Arrio mendengarkan dengan seksama setiap kalimat yang meluncur dari bibir Arra dengan tenang. Tanpa menyela sedikit pun.

"Bukan bertemu, melihat, atau bahkan tinggal dengan orang tua kita yang membuat kita disebut mengenal mereka dengan baik. Dan juga sebaliknya. Tapi bagaimana kita bisa memahami dan saling mengerti satu sama lain, yang membuat kita jadi berbeda dengan anak – anak lainnya di luar sana." Gadis itu menambahkan.

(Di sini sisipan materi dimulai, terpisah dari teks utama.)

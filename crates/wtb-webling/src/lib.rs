//! Webling adapter (membership database).
//!
//! Implements the `wtb-core` MembershipPort over the Webling REST API
//! (`{base}/api/1/...`, `apikey` header). Every call goes through the shared
//! request client and retry policy.

use std::collections::{BTreeMap, BTreeSet};

use async_trait::async_trait;
use serde::{Deserialize, Serialize};
use serde_json::{Map, Value};

use wtb_core::{
    config::WeblingConfig,
    domain::{GroupId, MemberId, MemberRecord},
    errors::Error,
    http::{Method, RequestClient},
    ports::MembershipPort,
    retry::Retrier,
    Result,
};

const SERVICE: &str = "webling";

#[derive(Clone, Debug)]
pub struct WeblingClient {
    http: RequestClient,
    base_url: String,
    api_key: String,
    retrier: Retrier,
}

/// `GET member/{id}` / `GET member/{a,b}` element.
#[derive(Debug, Deserialize)]
struct MemberObject {
    #[serde(default)]
    id: Option<Value>,
    #[serde(default)]
    parents: Vec<i64>,
    #[serde(default)]
    properties: Map<String, Value>,
}

/// `GET member?filter=...`
#[derive(Debug, Deserialize)]
struct IdList {
    #[serde(default)]
    objects: Vec<u64>,
}

/// `PUT member/{id}`; replaces the whole parent set.
#[derive(Debug, Serialize)]
struct MoveRequest {
    #[serde(rename = "type")]
    kind: &'static str,
    parents: Vec<GroupId>,
}

impl WeblingClient {
    pub fn new(cfg: &WeblingConfig, http: RequestClient) -> Self {
        Self {
            http,
            base_url: cfg.base_url.trim_end_matches('/').to_string(),
            api_key: cfg.api_key.clone(),
            retrier: Retrier::default(),
        }
    }

    pub fn with_retrier(mut self, retrier: Retrier) -> Self {
        self.retrier = retrier;
        self
    }

    fn url(&self, path: &str) -> String {
        format!("{}/api/1/{path}", self.base_url)
    }

    async fn call(&self, method: Method, path: &str, body: Option<&Value>) -> Result<Value> {
        let url = self.url(path);
        let headers = [("apikey", self.api_key.as_str())];
        let what = format!("{method} {path}");

        self.retrier
            .run(SERVICE, &what, || {
                let method = method.clone();
                let (url, headers) = (&url, &headers);
                async move {
                    self.http
                        .request(method, url, body, headers)
                        .await
                        .into_outcome(|r| r.retry_after_header)
                }
            })
            .await
    }

    async fn get_objects(&self, ids: &[MemberId]) -> Result<Vec<MemberObject>> {
        let joined = ids
            .iter()
            .map(|id| id.as_str())
            .collect::<Vec<_>>()
            .join(",");
        let v = self.call(Method::GET, &format!("member/{joined}"), None).await?;

        // A single id yields an object, several ids yield an array.
        if ids.len() == 1 {
            return Ok(vec![decode::<MemberObject>(v)?]);
        }
        decode(v)
    }
}

#[async_trait]
impl MembershipPort for WeblingClient {
    async fn fetch_member(&self, id: &MemberId) -> Result<MemberRecord> {
        let mut objs = self.get_objects(std::slice::from_ref(id)).await?;
        let obj = objs.pop().ok_or_else(|| malformed("empty member response"))?;
        // Single-record responses omit the id.
        Ok(into_record(obj, id.as_str()))
    }

    async fn fetch_members_in_group(&self, group: GroupId) -> Result<Vec<MemberId>> {
        let v = self
            .call(
                Method::GET,
                &format!("member?filter=%24ancestors.%24id={group}"),
                None,
            )
            .await?;
        let list: Option<IdList> = decode(v)?;
        Ok(list
            .map(|l| l.objects)
            .unwrap_or_default()
            .into_iter()
            .map(MemberId::from)
            .collect())
    }

    async fn fetch_members(&self, ids: &[MemberId]) -> Result<Vec<MemberRecord>> {
        if ids.is_empty() {
            return Ok(Vec::new());
        }
        let objs = self.get_objects(ids).await?;
        Ok(objs
            .into_iter()
            .enumerate()
            .map(|(i, obj)| {
                let fallback = ids.get(i).map(|id| id.as_str()).unwrap_or("N/A");
                into_record(obj, fallback)
            })
            .collect())
    }

    async fn move_member(
        &self,
        id: &MemberId,
        expected_current: GroupId,
        target: GroupId,
    ) -> Result<MemberRecord> {
        let record = self.fetch_member(id).await?;
        if !record.is_in(expected_current) {
            return Err(Error::PreconditionFailed {
                member: id.to_string(),
                group: expected_current,
            });
        }

        let body = serde_json::to_value(MoveRequest {
            kind: "member",
            parents: vec![target],
        })?;
        self.call(Method::PUT, &format!("member/{id}"), Some(&body))
            .await?;

        tracing::info!(member = %id, from = %expected_current, to = %target, "member moved");
        Ok(record)
    }
}

fn into_record(obj: MemberObject, fallback_id: &str) -> MemberRecord {
    let id = match obj.id {
        Some(Value::Number(n)) => n.to_string(),
        Some(Value::String(s)) if !s.is_empty() => s,
        _ => fallback_id.to_string(),
    };

    let properties: BTreeMap<String, String> = obj
        .properties
        .into_iter()
        .filter_map(|(k, v)| property_text(v).map(|s| (k, s)))
        .collect();

    MemberRecord {
        id,
        parents: obj.parents.into_iter().map(GroupId).collect::<BTreeSet<_>>(),
        properties,
    }
}

/// Webling property values are mostly strings; keep everything else readable.
fn property_text(v: Value) -> Option<String> {
    match v {
        Value::Null => None,
        Value::String(s) => Some(s),
        Value::Bool(b) => Some(b.to_string()),
        Value::Number(n) => Some(n.to_string()),
        other => Some(other.to_string()),
    }
}

fn decode<T: serde::de::DeserializeOwned>(v: Value) -> Result<T> {
    serde_json::from_value(v).map_err(|e| malformed(&e.to_string()))
}

fn malformed(detail: &str) -> Error {
    Error::Upstream {
        service: SERVICE,
        status: None,
        detail: format!("unexpected payload: {detail}"),
    }
}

Semakin Arrio mendengar Arra berbicara seperti ini. Rasanya dia semakin kecanduan. Arra adalah seseorang yang sangat jauh berbeda dengan yang biasa dia temui. Bukan hanya soal penampilannya yang sangat sederhana untuk ukuran gadis jaman sekarang yang tinggal di kota Populer seperti Piraeus. Bahkan, Arrio yakin bahwa di sini juga dia cukup terkenal karena kafenya memiliki banyak pelanggan tetap seperti yang Harbert ceritakan sebelumnya.

Tapi rupanya, bukan hanya penampilan Arra saja yang berbeda jauh.

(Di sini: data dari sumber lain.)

use async_trait::async_trait;

use crate::{
    domain::{ChatId, GroupId, MemberId, MemberRecord},
    Result,
};

/// Hexagonal port for the chat platform.
#[async_trait]
pub trait MessagingPort: Send + Sync {
    /// Send `text` to a chat. With `markdown` set the text must already be
    /// MarkdownV2-escaped; implementations never escape on the caller's behalf.
    async fn send_message(&self, chat_id: ChatId, text: &str, markdown: bool) -> Result<()>;

    async fn leave_chat(&self, chat_id: ChatId) -> Result<()>;
}

/// Hexagonal port for the membership database.
#[async_trait]
pub trait MembershipPort: Send + Sync {
    async fn fetch_member(&self, id: &MemberId) -> Result<MemberRecord>;

    async fn fetch_members_in_group(&self, group: GroupId) -> Result<Vec<MemberId>>;

    async fn fetch_members(&self, ids: &[MemberId]) -> Result<Vec<MemberRecord>>;

    /// Move a member from `expected_current` into `target`, replacing all of
    /// its parent groups. Fails with [`crate::Error::PreconditionFailed`] and
    /// changes nothing when the member is not in `expected_current`.
    ///
    /// Returns the record as it was before the move.
    async fn move_member(
        &self,
        id: &MemberId,
        expected_current: GroupId,
        target: GroupId,
    ) -> Result<MemberRecord>;
}

/// Address plus optional display name.
#[derive(Clone, Debug, PartialEq, Eq)]
pub struct Mailbox {
    pub address: String,
    pub name: Option<String>,
}

impl Mailbox {
    pub fn new(address: impl Into<String>, name: Option<String>) -> Self {
        Self {
            address: address.into(),
            name,
        }
    }
}

#[derive(Clone, Debug, PartialEq, Eq)]
pub struct OutgoingMail {
    pub to: Mailbox,
    pub cc: Option<Mailbox>,
    pub reply_to: Option<Mailbox>,
    pub subject: String,
    pub body: String,
}

/// Transactional mail sender. Failures are reported, never retried.
#[async_trait]
pub trait MailPort: Send + Sync {
    async fn send_transactional_email(&self, mail: OutgoingMail) -> Result<()>;
}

Namun cara pandang dan jalan pikirannya yang sangat luas pun jauh lebih menarik di hadapan Arrio. Dia terdengar tulus, jujur dan apa adanya. Semuanya tidak dibuat – buat. Simpatinya dan rasa pedulinya terhadap seseorang, bukan hanya di dasarkan oleh rasa kasihan karena status sosial yang sering terjadi di masyarakat mereka saat ini.

Tanpa sadar, Arrio semakin menyunggingkan sebuah senyum di hadapan Arra.

"Kenapa kamu senyum – senyum begitu sambil lihatin aku?" tanya Arra. "Jangan bilang kamu naksir sama aku… hahaha…" tawa renyah Arra terdengar.